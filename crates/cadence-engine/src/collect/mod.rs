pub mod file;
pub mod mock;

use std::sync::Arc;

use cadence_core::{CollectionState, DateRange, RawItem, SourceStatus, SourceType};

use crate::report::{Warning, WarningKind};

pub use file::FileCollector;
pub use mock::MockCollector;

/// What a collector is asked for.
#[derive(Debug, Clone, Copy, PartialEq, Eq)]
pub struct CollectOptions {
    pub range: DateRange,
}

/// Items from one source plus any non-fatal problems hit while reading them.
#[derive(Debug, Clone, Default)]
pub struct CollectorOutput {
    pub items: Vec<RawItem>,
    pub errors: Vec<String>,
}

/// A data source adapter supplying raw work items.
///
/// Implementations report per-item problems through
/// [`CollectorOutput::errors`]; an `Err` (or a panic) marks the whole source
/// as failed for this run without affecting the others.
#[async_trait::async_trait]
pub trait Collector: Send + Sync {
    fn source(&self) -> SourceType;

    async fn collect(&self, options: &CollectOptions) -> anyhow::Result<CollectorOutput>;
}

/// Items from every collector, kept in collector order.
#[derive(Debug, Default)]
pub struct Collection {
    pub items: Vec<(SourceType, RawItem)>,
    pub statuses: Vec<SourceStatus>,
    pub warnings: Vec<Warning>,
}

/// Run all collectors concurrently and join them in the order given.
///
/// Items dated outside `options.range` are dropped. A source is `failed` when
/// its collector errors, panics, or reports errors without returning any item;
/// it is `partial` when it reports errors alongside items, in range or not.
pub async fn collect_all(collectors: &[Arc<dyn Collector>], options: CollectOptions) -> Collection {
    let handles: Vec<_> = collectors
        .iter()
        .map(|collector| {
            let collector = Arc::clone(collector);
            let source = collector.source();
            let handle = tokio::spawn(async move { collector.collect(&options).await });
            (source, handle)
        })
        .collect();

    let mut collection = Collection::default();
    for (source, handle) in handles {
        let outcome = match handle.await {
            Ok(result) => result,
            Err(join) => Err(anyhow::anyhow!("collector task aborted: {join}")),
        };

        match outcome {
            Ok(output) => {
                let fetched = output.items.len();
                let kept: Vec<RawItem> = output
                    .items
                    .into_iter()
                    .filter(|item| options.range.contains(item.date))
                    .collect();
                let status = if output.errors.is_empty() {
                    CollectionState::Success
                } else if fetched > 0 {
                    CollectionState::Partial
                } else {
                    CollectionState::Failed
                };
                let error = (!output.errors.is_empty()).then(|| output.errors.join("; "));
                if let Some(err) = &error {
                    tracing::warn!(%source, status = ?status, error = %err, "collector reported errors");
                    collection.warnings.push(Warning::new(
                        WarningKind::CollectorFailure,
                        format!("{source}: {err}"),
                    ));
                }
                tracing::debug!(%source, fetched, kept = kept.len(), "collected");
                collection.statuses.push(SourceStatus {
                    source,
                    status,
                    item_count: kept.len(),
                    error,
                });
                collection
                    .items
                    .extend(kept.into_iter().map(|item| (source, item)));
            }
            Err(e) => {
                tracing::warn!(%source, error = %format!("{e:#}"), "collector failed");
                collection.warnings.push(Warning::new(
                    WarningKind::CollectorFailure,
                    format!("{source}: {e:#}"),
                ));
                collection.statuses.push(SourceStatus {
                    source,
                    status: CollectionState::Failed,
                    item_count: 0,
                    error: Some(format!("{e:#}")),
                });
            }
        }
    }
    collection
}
---
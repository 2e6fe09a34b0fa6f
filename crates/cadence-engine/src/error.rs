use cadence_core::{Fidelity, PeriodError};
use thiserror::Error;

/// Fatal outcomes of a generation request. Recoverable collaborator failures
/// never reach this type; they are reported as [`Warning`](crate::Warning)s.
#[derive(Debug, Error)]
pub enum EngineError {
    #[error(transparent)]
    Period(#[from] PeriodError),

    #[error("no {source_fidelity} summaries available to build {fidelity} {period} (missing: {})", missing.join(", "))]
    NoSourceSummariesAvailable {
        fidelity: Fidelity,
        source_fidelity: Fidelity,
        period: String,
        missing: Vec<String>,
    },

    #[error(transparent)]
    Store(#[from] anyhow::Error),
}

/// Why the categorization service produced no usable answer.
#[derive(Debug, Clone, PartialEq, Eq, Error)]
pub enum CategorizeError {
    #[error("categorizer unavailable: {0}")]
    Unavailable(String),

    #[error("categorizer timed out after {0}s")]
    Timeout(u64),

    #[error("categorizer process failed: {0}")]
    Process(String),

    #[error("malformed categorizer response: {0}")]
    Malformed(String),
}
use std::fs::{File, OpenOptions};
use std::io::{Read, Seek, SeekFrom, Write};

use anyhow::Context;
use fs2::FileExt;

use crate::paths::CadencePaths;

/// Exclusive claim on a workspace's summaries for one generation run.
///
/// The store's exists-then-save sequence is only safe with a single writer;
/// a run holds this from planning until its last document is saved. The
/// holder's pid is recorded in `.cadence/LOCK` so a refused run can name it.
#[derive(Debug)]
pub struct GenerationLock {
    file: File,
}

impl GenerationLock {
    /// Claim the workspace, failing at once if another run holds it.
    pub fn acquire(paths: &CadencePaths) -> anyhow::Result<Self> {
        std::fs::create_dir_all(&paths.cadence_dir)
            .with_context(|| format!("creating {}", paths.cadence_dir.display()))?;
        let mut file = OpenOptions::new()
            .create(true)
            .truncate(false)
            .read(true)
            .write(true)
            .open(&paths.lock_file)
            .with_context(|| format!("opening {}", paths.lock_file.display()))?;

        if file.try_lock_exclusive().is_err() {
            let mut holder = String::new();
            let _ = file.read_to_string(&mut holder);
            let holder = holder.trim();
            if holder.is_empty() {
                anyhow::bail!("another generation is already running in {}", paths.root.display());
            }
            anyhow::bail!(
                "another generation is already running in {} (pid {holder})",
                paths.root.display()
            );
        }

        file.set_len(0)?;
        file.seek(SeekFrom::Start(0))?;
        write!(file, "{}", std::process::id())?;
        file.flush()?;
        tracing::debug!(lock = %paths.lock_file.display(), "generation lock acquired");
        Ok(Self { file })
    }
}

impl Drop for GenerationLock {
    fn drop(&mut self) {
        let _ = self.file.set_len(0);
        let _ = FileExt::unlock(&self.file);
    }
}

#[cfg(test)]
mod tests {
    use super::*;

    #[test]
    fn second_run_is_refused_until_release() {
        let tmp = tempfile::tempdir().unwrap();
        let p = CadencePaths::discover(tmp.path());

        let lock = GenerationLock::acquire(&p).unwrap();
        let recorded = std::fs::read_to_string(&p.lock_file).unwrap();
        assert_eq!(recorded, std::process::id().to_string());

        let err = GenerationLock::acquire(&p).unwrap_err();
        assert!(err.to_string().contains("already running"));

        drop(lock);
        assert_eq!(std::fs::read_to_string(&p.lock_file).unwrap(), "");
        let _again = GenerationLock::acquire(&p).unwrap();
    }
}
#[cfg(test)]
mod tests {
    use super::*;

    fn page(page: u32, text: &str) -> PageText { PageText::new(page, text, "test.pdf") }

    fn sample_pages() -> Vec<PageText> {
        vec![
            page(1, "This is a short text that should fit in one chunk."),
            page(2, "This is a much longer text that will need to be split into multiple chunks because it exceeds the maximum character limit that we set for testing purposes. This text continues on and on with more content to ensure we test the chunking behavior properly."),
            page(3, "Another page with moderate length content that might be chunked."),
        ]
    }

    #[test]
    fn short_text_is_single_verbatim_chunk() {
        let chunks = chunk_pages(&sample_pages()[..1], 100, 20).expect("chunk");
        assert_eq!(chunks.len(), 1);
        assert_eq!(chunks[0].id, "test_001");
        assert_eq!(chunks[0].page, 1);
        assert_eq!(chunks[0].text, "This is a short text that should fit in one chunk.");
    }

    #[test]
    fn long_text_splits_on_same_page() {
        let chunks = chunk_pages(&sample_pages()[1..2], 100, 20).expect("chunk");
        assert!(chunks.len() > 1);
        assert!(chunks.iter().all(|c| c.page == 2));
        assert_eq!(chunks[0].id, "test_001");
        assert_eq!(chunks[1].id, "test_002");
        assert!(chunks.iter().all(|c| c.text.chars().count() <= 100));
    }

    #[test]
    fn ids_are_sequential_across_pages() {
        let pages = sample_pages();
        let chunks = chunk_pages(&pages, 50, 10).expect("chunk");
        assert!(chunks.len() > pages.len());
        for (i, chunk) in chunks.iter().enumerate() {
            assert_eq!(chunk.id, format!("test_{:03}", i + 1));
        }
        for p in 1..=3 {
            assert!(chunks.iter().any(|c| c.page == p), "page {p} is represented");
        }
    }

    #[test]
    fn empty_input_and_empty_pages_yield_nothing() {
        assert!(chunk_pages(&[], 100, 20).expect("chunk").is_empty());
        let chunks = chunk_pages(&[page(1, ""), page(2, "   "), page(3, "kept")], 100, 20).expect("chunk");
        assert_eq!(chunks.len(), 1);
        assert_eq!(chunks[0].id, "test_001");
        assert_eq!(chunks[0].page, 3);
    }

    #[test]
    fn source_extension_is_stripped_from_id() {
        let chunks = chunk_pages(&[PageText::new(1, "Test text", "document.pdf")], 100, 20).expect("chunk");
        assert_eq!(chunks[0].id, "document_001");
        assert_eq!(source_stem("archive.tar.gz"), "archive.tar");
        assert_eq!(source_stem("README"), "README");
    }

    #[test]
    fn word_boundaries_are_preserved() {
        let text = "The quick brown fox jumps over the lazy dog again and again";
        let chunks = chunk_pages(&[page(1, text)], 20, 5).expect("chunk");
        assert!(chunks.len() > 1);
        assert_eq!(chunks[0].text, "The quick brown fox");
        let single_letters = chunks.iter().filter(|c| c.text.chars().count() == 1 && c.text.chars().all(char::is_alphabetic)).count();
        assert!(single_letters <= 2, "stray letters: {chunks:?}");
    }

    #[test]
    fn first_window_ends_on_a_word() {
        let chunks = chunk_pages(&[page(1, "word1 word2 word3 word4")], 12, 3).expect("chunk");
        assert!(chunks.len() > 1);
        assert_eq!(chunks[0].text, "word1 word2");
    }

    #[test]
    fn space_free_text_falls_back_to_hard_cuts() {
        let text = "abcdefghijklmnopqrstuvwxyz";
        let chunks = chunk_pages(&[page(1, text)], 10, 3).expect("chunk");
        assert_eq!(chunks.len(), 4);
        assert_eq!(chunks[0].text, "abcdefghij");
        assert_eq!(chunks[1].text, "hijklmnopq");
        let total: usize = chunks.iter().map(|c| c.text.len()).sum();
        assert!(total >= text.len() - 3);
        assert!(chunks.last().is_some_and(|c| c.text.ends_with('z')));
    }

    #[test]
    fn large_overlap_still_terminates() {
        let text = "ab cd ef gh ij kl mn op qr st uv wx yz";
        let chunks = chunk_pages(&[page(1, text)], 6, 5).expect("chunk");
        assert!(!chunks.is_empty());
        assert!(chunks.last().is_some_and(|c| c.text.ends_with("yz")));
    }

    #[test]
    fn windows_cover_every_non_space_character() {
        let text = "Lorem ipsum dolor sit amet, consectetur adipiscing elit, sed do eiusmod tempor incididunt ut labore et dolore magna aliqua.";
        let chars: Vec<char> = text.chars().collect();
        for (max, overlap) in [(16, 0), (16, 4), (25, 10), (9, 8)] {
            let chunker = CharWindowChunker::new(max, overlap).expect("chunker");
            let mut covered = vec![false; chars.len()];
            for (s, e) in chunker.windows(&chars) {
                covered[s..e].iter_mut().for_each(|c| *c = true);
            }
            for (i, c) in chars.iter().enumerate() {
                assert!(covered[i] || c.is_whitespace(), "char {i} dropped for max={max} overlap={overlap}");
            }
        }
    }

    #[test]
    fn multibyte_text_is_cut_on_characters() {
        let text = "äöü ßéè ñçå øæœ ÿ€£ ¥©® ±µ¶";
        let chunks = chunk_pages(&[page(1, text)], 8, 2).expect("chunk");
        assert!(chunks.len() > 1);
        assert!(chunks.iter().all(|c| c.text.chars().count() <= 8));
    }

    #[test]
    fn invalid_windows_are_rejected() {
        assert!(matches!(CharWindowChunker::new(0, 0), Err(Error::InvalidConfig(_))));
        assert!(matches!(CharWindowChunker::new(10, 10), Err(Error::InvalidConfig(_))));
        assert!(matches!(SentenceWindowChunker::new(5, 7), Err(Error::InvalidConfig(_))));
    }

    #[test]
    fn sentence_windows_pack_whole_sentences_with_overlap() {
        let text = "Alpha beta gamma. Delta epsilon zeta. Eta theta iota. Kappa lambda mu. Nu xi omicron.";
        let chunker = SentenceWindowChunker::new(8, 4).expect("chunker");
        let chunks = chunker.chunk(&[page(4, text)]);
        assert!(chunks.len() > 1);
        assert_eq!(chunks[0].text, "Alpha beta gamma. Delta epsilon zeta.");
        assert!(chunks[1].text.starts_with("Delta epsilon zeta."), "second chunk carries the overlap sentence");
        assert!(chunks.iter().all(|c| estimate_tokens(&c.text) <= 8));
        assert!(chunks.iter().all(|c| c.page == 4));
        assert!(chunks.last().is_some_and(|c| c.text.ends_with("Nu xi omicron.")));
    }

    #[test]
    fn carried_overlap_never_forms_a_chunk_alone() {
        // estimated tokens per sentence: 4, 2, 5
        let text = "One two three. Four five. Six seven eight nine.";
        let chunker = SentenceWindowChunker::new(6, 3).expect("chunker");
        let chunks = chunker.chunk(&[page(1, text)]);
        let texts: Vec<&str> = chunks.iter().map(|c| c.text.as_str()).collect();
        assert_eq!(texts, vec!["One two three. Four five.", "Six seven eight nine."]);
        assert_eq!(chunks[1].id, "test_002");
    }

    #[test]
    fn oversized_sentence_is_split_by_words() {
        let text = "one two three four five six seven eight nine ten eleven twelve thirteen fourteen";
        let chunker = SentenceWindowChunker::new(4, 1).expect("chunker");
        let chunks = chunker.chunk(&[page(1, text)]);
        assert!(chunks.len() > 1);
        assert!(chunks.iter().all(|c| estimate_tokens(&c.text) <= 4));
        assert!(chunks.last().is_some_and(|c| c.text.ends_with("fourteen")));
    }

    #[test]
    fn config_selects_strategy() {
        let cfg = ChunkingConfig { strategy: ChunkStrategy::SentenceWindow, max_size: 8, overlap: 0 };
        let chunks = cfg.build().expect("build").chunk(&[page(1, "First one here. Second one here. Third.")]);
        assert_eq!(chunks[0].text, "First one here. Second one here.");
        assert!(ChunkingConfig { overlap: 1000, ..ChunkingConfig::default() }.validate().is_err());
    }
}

Directions: In the records above, find each line with the word "SentenceWindowChunker" and copy it.

Response to this task:
        assert!(matches!(SentenceWindowChunker::new(5, 7), Err(Error::InvalidConfig(_))));
        let chunker = SentenceWindowChunker::new(8, 4).expect("chunker");
        let chunker = SentenceWindowChunker::new(6, 3).expect("chunker");
        let chunker = SentenceWindowChunker::new(4, 1).expect("chunker");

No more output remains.